■ DATASET RECORDS:
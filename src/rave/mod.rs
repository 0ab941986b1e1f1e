//! The rave engine: decides per event whether to recolor, and does it.

pub mod engine;

use serde::Serialize;

use crate::color::Color;

pub use engine::{is_command, target_position, RaveEngine};

/// Why an event was not eligible.
#[derive(Debug, Clone, Copy, PartialEq, Eq, Serialize)]
#[serde(rename_all = "snake_case")]
pub enum FilterReason {
    OwnMessage,
    Disabled,
    Command,
    OnCooldown,
    MissingRole,
    OptedOut,
}

/// Terminal state of one event.
#[derive(Debug, Clone, PartialEq, Eq, Serialize)]
#[serde(tag = "outcome", rename_all = "snake_case")]
pub enum RaveOutcome {
    /// Not eligible; nothing changed.
    Filtered { reason: FilterReason },
    /// Eligible, but another event won the cooldown.
    AcquireFailed,
    /// The blacklist leaves no color to pick. The cooldown still runs.
    Exhausted,
    /// The role was recolored.
    Raved { color: Color, role: String },
    /// The transport refused the mutation. The cooldown still runs.
    MutationFailed { color: Color, error: String },
}

impl RaveOutcome {
    pub(crate) fn filtered(reason: FilterReason) -> Self {
        Self::Filtered { reason }
    }
}
//! rolerave HTTP server binary.
//!
//! Starts an axum server that accepts activity events from the gateway
//! relay and answers with the rave outcome and any command reply.
//!
//! # Environment Variables
//!
//! - `ROLERAVE_BOT_ID`: The bot's own user id (required)
//! - `ROLERAVE_DATA_DIR`: Record directory (default: `data`)
//! - `ROLERAVE_PREFIX`: Command marker (default: `!`)
//! - `ROLERAVE_RELAY_URL`: Relay base URL; without it mutations are only logged
//! - `PORT`: HTTP port (default: 8080)
//! - `RUST_LOG`: Tracing filter (default: "info,rolerave=debug")
//!
//! # Usage
//!
//! ```bash
//! ROLERAVE_BOT_ID=1234 cargo run --bin server
//! ```

use std::sync::Arc;

use anyhow::Context;
use rolerave::config::BotConfig;
use rolerave::server::{app_router, AppState};
use rolerave::transport::{MemoryTransport, RelayTransport, Transport};
use rolerave::RaveBot;

#[tokio::main]
async fn main() -> anyhow::Result<()> {
    // Initialize tracing
    tracing_subscriber::fmt()
        .with_env_filter(
            tracing_subscriber::EnvFilter::try_from_default_env()
                .unwrap_or_else(|_| "info,rolerave=debug".into()),
        )
        .init();

    let config = BotConfig::from_env().context("invalid configuration")?;
    let bind_addr = config.bind_addr();

    let transport: Arc<dyn Transport> = match &config.relay_url {
        Some(url) => {
            tracing::info!("Forwarding role mutations to relay at {}", url);
            Arc::new(RelayTransport::new(url.clone()))
        }
        None => {
            tracing::warn!("ROLERAVE_RELAY_URL not set, running as a dry run");
            Arc::new(MemoryTransport::new())
        }
    };

    let app = app_router(AppState::new(RaveBot::new(&config, transport)));

    tracing::info!("rolerave server starting on {}", bind_addr);
    tracing::info!("Records in {}", config.data_dir.display());
    tracing::info!("Endpoints:");
    tracing::info!("  GET  /health  liveness probe");
    tracing::info!("  POST /events  activity events");
    tracing::info!("  GET  /guilds/:guild_id/settings  community settings");

    let listener = tokio::net::TcpListener::bind(&bind_addr)
        .await
        .with_context(|| format!("failed to bind {bind_addr}"))?;

    axum::serve(listener, app).await.context("server failed")?;
    Ok(())
}
//! Rules that turn a snippet name into the prefix typed to trigger it.

use heck::ToKebabCase;

/// Derives a snippet prefix from its name.
///
/// Implementations must be deterministic and total: any non-empty name
/// produces a non-empty prefix.
pub trait PrefixStrategy {
    fn derive(&self, name: &str) -> String;
}

/// `"For Loop"` becomes `"for-loop"`, `"functionHeader"` becomes `"function-header"`.
#[derive(Debug, Clone, Copy, Default, PartialEq, Eq)]
pub struct KebabCase;

/// First letter of every word, lower-cased: `"For Each Loop"` becomes `"fel"`.
#[derive(Debug, Clone, Copy, Default, PartialEq, Eq)]
pub struct Initials;

/// Uses the name as the prefix.
#[derive(Debug, Clone, Copy, Default, PartialEq, Eq)]
pub struct Verbatim;

impl PrefixStrategy for KebabCase {
    fn derive(&self, name: &str) -> String {
        or_name(name.to_kebab_case(), name)
    }
}

impl PrefixStrategy for Initials {
    fn derive(&self, name: &str) -> String {
        let initials: String = name
            .to_kebab_case()
            .split('-')
            .filter_map(|word| word.chars().next())
            .collect();
        or_name(initials, name)
    }
}

impl PrefixStrategy for Verbatim {
    fn derive(&self, name: &str) -> String {
        name.to_string()
    }
}

/// The strategy used when the caller does not pick one.
pub fn default_strategy() -> &'static dyn PrefixStrategy {
    &KebabCase
}

// Names without any alphanumeric character have no words to work with.
fn or_name(derived: String, name: &str) -> String {
    if !derived.is_empty() {
        return derived;
    }
    match name.trim() {
        "" => name.to_string(),
        trimmed => trimmed.to_string(),
    }
}
fn main() {
    snipgen_cli::run_main();
}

■ PROBLEM TO SOLVE:
Every line above must appear again in your reply, exactly as written.

■ ANSWER SPACE:
filename src/rave/mod.rs
repository 0ab941986b1e1f1e
//! The rave engine: decides per event whether to recolor, and does it.

pub mod engine;

use serde::Serialize;

use crate::color::Color;

pub use engine::{is_command, target_position, RaveEngine};

/// Why an event was not eligible.
#[derive(Debug, Clone, Copy, PartialEq, Eq, Serialize)]
#[serde(rename_all = "snake_case")]
pub enum FilterReason {
    OwnMessage,
    Disabled,
    Command,
    OnCooldown,
    MissingRole,
    OptedOut,
}

/// Terminal state of one event.
#[derive(Debug, Clone, PartialEq, Eq, Serialize)]
#[serde(tag = "outcome", rename_all = "snake_case")]
pub enum RaveOutcome {
    /// Not eligible; nothing changed.
    Filtered { reason: FilterReason },
    /// Eligible, but another event won the cooldown.
    AcquireFailed,
    /// The blacklist leaves no color to pick. The cooldown still runs.
    Exhausted,
    /// The role was recolored.
    Raved { color: Color, role: String },
    /// The transport refused the mutation. The cooldown still runs.
    MutationFailed { color: Color, error: String },
}

impl RaveOutcome {
    pub(crate) fn filtered(reason: FilterReason) -> Self {
        Self::Filtered { reason }
    }
}
//! rolerave HTTP server binary.
//!
//! Starts an axum server that accepts activity events from the gateway
//! relay and answers with the rave outcome and any command reply.
//!
//! # Environment Variables
//!
//! - `ROLERAVE_BOT_ID`: The bot's own user id (required)
//! - `ROLERAVE_DATA_DIR`: Record directory (default: `data`)
//! - `ROLERAVE_PREFIX`: Command marker (default: `!`)
//! - `ROLERAVE_RELAY_URL`: Relay base URL; without it mutations are only logged
//! - `PORT`: HTTP port (default: 8080)
//! - `RUST_LOG`: Tracing filter (default: "info,rolerave=debug")
//!
//! # Usage
//!
//! ```bash
//! ROLERAVE_BOT_ID=1234 cargo run --bin server
//! ```

use std::sync::Arc;

use anyhow::Context;
use rolerave::config::BotConfig;
use rolerave::server::{app_router, AppState};
use rolerave::transport::{MemoryTransport, RelayTransport, Transport};
use rolerave::RaveBot;

#[tokio::main]
async fn main() -> anyhow::Result<()> {
    // Initialize tracing
    tracing_subscriber::fmt()
        .with_env_filter(
            tracing_subscriber::EnvFilter::try_from_default_env()
                .unwrap_or_else(|_| "info,rolerave=debug".into()),
        )
        .init();

    let config = BotConfig::from_env().context("invalid configuration")?;
    let bind_addr = config.bind_addr();

    let transport: Arc<dyn Transport> = match &config.relay_url {
        Some(url) => {
            tracing::info!("Forwarding role mutations to relay at {}", url);
            Arc::new(RelayTransport::new(url.clone()))
        }
        None => {
            tracing::warn!("ROLERAVE_RELAY_URL not set, running as a dry run");
            Arc::new(MemoryTransport::new())
        }
    };

    let app = app_router(AppState::new(RaveBot::new(&config, transport)));

    tracing::info!("rolerave server starting on {}", bind_addr);
    tracing::info!("Records in {}", config.data_dir.display());
    tracing::info!("Endpoints:");
    tracing::info!("  GET  /health  liveness probe");
    tracing::info!("  POST /events  activity events");
    tracing::info!("  GET  /guilds/:guild_id/settings  community settings");

    let listener = tokio::net::TcpListener::bind(&bind_addr)
        .await
        .with_context(|| format!("failed to bind {bind_addr}"))?;

    axum::serve(listener, app).await.context("server failed")?;
    Ok(())
}
//! Rules that turn a snippet name into the prefix typed to trigger it.

use heck::ToKebabCase;

/// Derives a snippet prefix from its name.
///
/// Implementations must be deterministic and total: any non-empty name
/// produces a non-empty prefix.
pub trait PrefixStrategy {
    fn derive(&self, name: &str) -> String;
}

/// `"For Loop"` becomes `"for-loop"`, `"functionHeader"` becomes `"function-header"`.
#[derive(Debug, Clone, Copy, Default, PartialEq, Eq)]
pub struct KebabCase;

/// First letter of every word, lower-cased: `"For Each Loop"` becomes `"fel"`.
#[derive(Debug, Clone, Copy, Default, PartialEq, Eq)]
pub struct Initials;

/// Uses the name as the prefix.
#[derive(Debug, Clone, Copy, Default, PartialEq, Eq)]
pub struct Verbatim;

impl PrefixStrategy for KebabCase {
    fn derive(&self, name: &str) -> String {
        or_name(name.to_kebab_case(), name)
    }
}

impl PrefixStrategy for Initials {
    fn derive(&self, name: &str) -> String {
        let initials: String = name
            .to_kebab_case()
            .split('-')
            .filter_map(|word| word.chars().next())
            .collect();
        or_name(initials, name)
    }
}

impl PrefixStrategy for Verbatim {
    fn derive(&self, name: &str) -> String {
        name.to_string()
    }
}

/// The strategy used when the caller does not pick one.
pub fn default_strategy() -> &'static dyn PrefixStrategy {
    &KebabCase
}

// Names without any alphanumeric character have no words to work with.
fn or_name(derived: String, name: &str) -> String {
    if !derived.is_empty() {
        return derived;
    }
    match name.trim() {
        "" => name.to_string(),
        trimmed => trimmed.to_string(),
    }
}
fn main() {
    snipgen_cli::run_main();
}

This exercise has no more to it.